New data from the Dark Energy Spectroscopic Instrument (DESI), which released its first-year results in 2024, offered an intriguing hint. When DESI’s measurements of the universe’s expansion history were combined with data from the cosmic microwave background and supernovae, the results showed a preference for dark energy that changes over time, at a statistical significance of up to 3.9 sigma depending on which supernova dataset was used. That’s notable but not yet conclusive. Physicists typically require 5 sigma before declaring a discovery. If confirmed by future data, a time-varying dark energy would fundamentally reshape cosmology.
What Acceleration Means for the Universe’s Future
If dark energy remains constant, the most likely outcome is what physicists call the Big Freeze, or Heat Death. The universe continues expanding at an increasing pace. Galaxies drift apart. New stars gradually stop forming as the raw materials thin out. Existing stars burn through their fuel and die. Over incomprehensibly long timescales, the universe reaches a state of maximum entropy: uniform, cold, and dark, with no energy gradients left to drive any physical process.

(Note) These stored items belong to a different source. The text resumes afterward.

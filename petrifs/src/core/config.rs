// SPDX-License-Identifier: MIT

use alloc::string::String;
use time::OffsetDateTime;

use crate::core::utils::time_utils::now_utc;

/// Construction and mount settings for an asset namespace.
///
/// - `prefix`: path prepended to every lookup made through [`AssetFs`](crate::vfs::AssetFs).
/// - `default_mod_time`: timestamp for assets whose accessor reports none.
/// - `preload`: read every asset's content while building the trie.
#[derive(Debug, Clone, PartialEq, Eq)]
pub struct FsConfig {
    pub prefix: String,
    pub default_mod_time: OffsetDateTime,
    pub preload: bool,
}

impl FsConfig {
    /// Empty prefix, no preload, default timestamp taken from the clock now.
    pub fn new() -> Self {
        Self::with_mod_time(now_utc())
    }

    /// Same as [`Self::new`] with a fixed default timestamp, for reproducible builds.
    pub fn with_mod_time(default_mod_time: OffsetDateTime) -> Self {
        Self {
            prefix: String::new(),
            default_mod_time,
            preload: false,
        }
    }

    pub fn set_prefix(mut self, prefix: impl Into<String>) -> Self {
        self.prefix = prefix.into();
        self
    }

    pub fn set_preload(mut self, preload: bool) -> Self {
        self.preload = preload;
        self
    }
}

impl Default for FsConfig {
    fn default() -> Self {
        Self::new()
    }
}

If dark energy strengthens over time, a more dramatic fate is possible. In the Big Rip scenario, dark energy’s repulsive force eventually overwhelms not just the gravity holding galaxy clusters together, but the forces binding individual galaxies, star systems, planets, and ultimately atoms. Spacetime itself would tear apart at the most fundamental level. This scenario remains speculative, but the DESI hints about evolving dark energy have kept it in the conversation.

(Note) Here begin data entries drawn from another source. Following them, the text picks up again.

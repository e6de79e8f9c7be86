// SPDX-License-Identifier: MIT

use alloc::{
    collections::BTreeMap,
    format,
    string::{String, ToString},
    sync::Arc,
    vec::Vec,
};
use core::fmt;
use time::OffsetDateTime;

use crate::core::accessor::AssetAccessor;
use crate::core::config::FsConfig;
use crate::core::errors::{AccessResult, TrieResult};
use crate::core::info::{DEFAULT_MODE, FileInfo};
use crate::core::utils::path_utils::extract_name_from_path;

/// One embedded blob, bound to exactly one leaf of the trie.
#[derive(Debug, Clone, PartialEq, Eq)]
pub struct AssetRecord {
    name: String,
    content: Option<Arc<[u8]>>,
    size: Option<u64>,
    mod_time: OffsetDateTime,
    mode: u32,
}

impl AssetRecord {
    /// Builds the record for `name`, pulling metadata (and content when
    /// `config.preload` is set) from the accessor.
    ///
    /// Missing metadata is not an error: the configured default timestamp
    /// and [`DEFAULT_MODE`] apply.
    pub fn load<A: AssetAccessor + ?Sized>(
        name: String,
        accessor: &A,
        config: &FsConfig,
    ) -> TrieResult<Self> {
        let meta = accessor.metadata(&name).ok().unwrap_or_default();
        let content = if config.preload {
            Some(accessor.read(&name)?)
        } else {
            None
        };
        let size = content
            .as_ref()
            .map(|c| c.len() as u64)
            .or(meta.size);

        Ok(Self {
            name,
            content,
            size,
            mod_time: meta.modified.unwrap_or(config.default_mod_time),
            mode: meta.mode.unwrap_or(DEFAULT_MODE),
        })
    }

    /// Canonical name (full path).
    #[inline]
    pub fn name(&self) -> &str {
        &self.name
    }

    /// Final path segment.
    #[inline]
    pub fn file_name(&self) -> &str {
        extract_name_from_path(&self.name)
    }

    /// Known size, if content is resident or the accessor reported one.
    #[inline]
    pub fn size(&self) -> Option<u64> {
        self.size
    }

    #[inline]
    pub fn mod_time(&self) -> OffsetDateTime {
        self.mod_time
    }

    #[inline]
    pub fn mode(&self) -> u32 {
        self.mode
    }

    #[inline]
    pub fn is_resident(&self) -> bool {
        self.content.is_some()
    }

    /// Returns the content, from memory if resident, else through `accessor`.
    pub fn fetch<A: AssetAccessor + ?Sized>(&self, accessor: &A) -> AccessResult<Arc<[u8]>> {
        match &self.content {
            Some(content) => Ok(content.clone()),
            None => accessor.read(&self.name),
        }
    }

    /// Stat result for a handle over `content`.
    pub fn info(&self, content: &[u8]) -> FileInfo {
        FileInfo::new_file(self.file_name(), content.len() as u64, self.mod_time).set_mode(self.mode)
    }
}

/// Node of the asset trie.
///
/// Variants:
/// - `Dir`  : synthesized directory, implied by deeper names; children sorted by name
/// - `Leaf` : exactly one asset, never any children
#[derive(Debug, Clone, PartialEq, Eq)]
pub enum TrieNode {
    Dir(BTreeMap<String, TrieNode>),
    Leaf(AssetRecord),
}

impl TrieNode {
    #[inline]
    pub fn new_dir() -> Self {
        TrieNode::Dir(BTreeMap::new())
    }

    #[inline]
    pub fn is_dir(&self) -> bool {
        matches!(self, TrieNode::Dir(_))
    }

    #[inline]
    pub fn is_leaf(&self) -> bool {
        matches!(self, TrieNode::Leaf(_))
    }

    #[inline]
    pub fn asset(&self) -> Option<&AssetRecord> {
        match self {
            TrieNode::Leaf(record) => Some(record),
            TrieNode::Dir(_) => None,
        }
    }

    #[inline]
    pub fn children(&self) -> Option<&BTreeMap<String, TrieNode>> {
        match self {
            TrieNode::Dir(children) => Some(children),
            TrieNode::Leaf(_) => None,
        }
    }

    /// Listing entries for the immediate children, in name order.
    ///
    /// Empty for a leaf.
    pub fn entries(&self) -> Vec<FileInfo> {
        self.children()
            .map(|children| {
                children
                    .iter()
                    .map(|(name, child)| FileInfo::new_entry(name.as_str(), child.is_dir()))
                    .collect()
            })
            .unwrap_or_default()
    }

    pub fn counts(&self) -> NodeCounts {
        fn walk(n: &TrieNode, acc: &mut NodeCounts) {
            match n {
                TrieNode::Leaf(record) => {
                    acc.files += 1;
                    acc.bytes = acc.bytes.saturating_add(record.size().unwrap_or(0));
                }
                TrieNode::Dir(children) => {
                    acc.dirs += 1;
                    for c in children.values() {
                        walk(c, acc);
                    }
                }
            }
        }
        let mut out = NodeCounts::default();
        walk(self, &mut out);
        out
    }
}

#[derive(Clone, Copy, Debug, Default, PartialEq, Eq)]
pub struct NodeCounts {
    pub dirs: usize,
    pub files: usize,
    /// Sum of known sizes only.
    pub bytes: u64,
}

impl fmt::Display for NodeCounts {
    fn fmt(&self, f: &mut fmt::Formatter<'_>) -> fmt::Result {
        let d = self.dirs;
        let fi = self.files;
        let d_lbl = if d == 1 { "Dir" } else { "Dirs" };
        let f_lbl = if fi == 1 { "File" } else { "Files" };
        write!(f, "{d} {d_lbl} • {fi} {f_lbl} • {}", pretty_bytes(self.bytes))
    }
}

/// Tree display options
#[derive(Clone, Copy, Debug)]
pub struct TreeOpts {
    pub max_depth: usize,  // 0 = unlimited
    pub max_lines: usize,  // 0 = unlimited
    pub name_width: usize, // name truncation
    pub show_sizes: bool,
    pub human_size: bool,
}

impl Default for TreeOpts {
    fn default() -> Self {
        Self {
            max_depth: 0,
            max_lines: 0,
            name_width: 40,
            show_sizes: true,
            human_size: true,
        }
    }
}

/// Renders a trie node as an ASCII tree.
pub struct TreeDisplay<'a> {
    root: &'a TrieNode,
    opts: TreeOpts,
}

impl<'a> TreeDisplay<'a> {
    pub fn new(root: &'a TrieNode, opts: TreeOpts) -> Self {
        Self { root, opts }
    }
}

impl fmt::Display for TreeDisplay<'_> {
    fn fmt(&self, f: &mut fmt::Formatter<'_>) -> fmt::Result {
        writeln!(f, "/")?;

        // name, node, prefix, last, depth
        let mut stack: Vec<(&str, &TrieNode, String, bool, usize)> = Vec::new();
        push_children(&mut stack, self.root, "", 1);

        let mut printed = 0usize;

        while let Some((name, node, prefix, last, depth)) = stack.pop() {
            if self.opts.max_lines != 0 && printed >= self.opts.max_lines {
                writeln!(f, "{prefix}    … (+more)")?;
                break;
            }
            if self.opts.max_depth != 0 && depth > self.opts.max_depth {
                continue;
            }

            write!(f, "{}{}", prefix, if last { "└── " } else { "├── " })?;
            write!(f, "{}", truncate(name, self.opts.name_width))?;

            match node {
                TrieNode::Leaf(record) => {
                    if let (true, Some(size)) = (self.opts.show_sizes, record.size()) {
                        if self.opts.human_size {
                            write!(f, " ({})", pretty_bytes(size))?;
                        } else {
                            write!(f, " ({size} bytes)")?;
                        }
                    }
                    writeln!(f)?;
                }
                TrieNode::Dir(_) => {
                    writeln!(f, "/")?;
                    let mut new_prefix = String::with_capacity(prefix.len() + 4);
                    new_prefix.push_str(&prefix);
                    new_prefix.push_str(if last { "    " } else { "│   " });
                    push_children(&mut stack, node, &new_prefix, depth + 1);
                }
            }
            printed += 1;
        }
        Ok(())
    }
}

fn push_children<'a>(
    stack: &mut Vec<(&'a str, &'a TrieNode, String, bool, usize)>,
    node: &'a TrieNode,
    prefix: &str,
    depth: usize,
) {
    let Some(children) = node.children() else {
        return;
    };
    let len = children.len();
    // Reverse so the first child is popped first
    for (i, (name, child)) in children.iter().enumerate().rev() {
        stack.push((name.as_str(), child, prefix.to_string(), i == len - 1, depth));
    }
}

/// Human-readable byte count (`512 B`, `2.0 KiB`).
pub fn pretty_bytes(n: u64) -> String {
    const UNITS: [&str; 7] = ["B", "KiB", "MiB", "GiB", "TiB", "PiB", "EiB"];
    let mut val = n as f64;
    let mut idx = 0usize;
    while val >= 1024.0 && idx + 1 < UNITS.len() {
        val /= 1024.0;
        idx += 1;
    }
    if idx == 0 {
        format!("{} {}", n, UNITS[idx])
    } else {
        format!("{:.1} {}", val, UNITS[idx])
    }
}

fn truncate(s: &str, max: usize) -> &str {
    if s.len() <= max {
        return s;
    }
    let mut end = max;
    while !s.is_char_boundary(end) {
        end -= 1;
    }
    &s[..end]
}

impl fmt::Display for TrieNode {
    fn fmt(&self, f: &mut fmt::Formatter<'_>) -> fmt::Result {
        fmt::Display::fmt(&TreeDisplay::new(self, TreeOpts::default()), f)
    }
}

#[cfg(test)]
mod tests {
    use super::*;

    #[test]
    fn test_pretty_bytes() {
        assert_eq!(pretty_bytes(512), "512 B");
        assert_eq!(pretty_bytes(2048), "2.0 KiB");
    }

    #[test]
    fn test_truncate_respects_char_boundary() {
        assert_eq!(truncate("café.txt", 4), "caf");
        assert_eq!(truncate("short", 40), "short");
    }
}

Your Corner of the Universe Is Not Expanding
One important nuance: cosmic expansion does not affect everything equally. Galaxy clusters, which can span tens of millions of light-years and contain hundreds to thousands of galaxies, are the largest objects in the universe still held together by their own gravity. Anything smaller than a galaxy cluster, including our Milky Way, our solar system, and certainly your body, is bound tightly enough by gravity (and the other fundamental forces) that expansion has no measurable effect.
The acceleration only matters on scales larger than galaxy clusters, where the distances are vast enough and gravity weak enough for dark energy to dominate. So while the observable universe is flying apart at an accelerating rate, the distance between you and the nearest star is not changing because of it. The expansion is real and measurable, but it operates on a canvas far larger than everyday experience.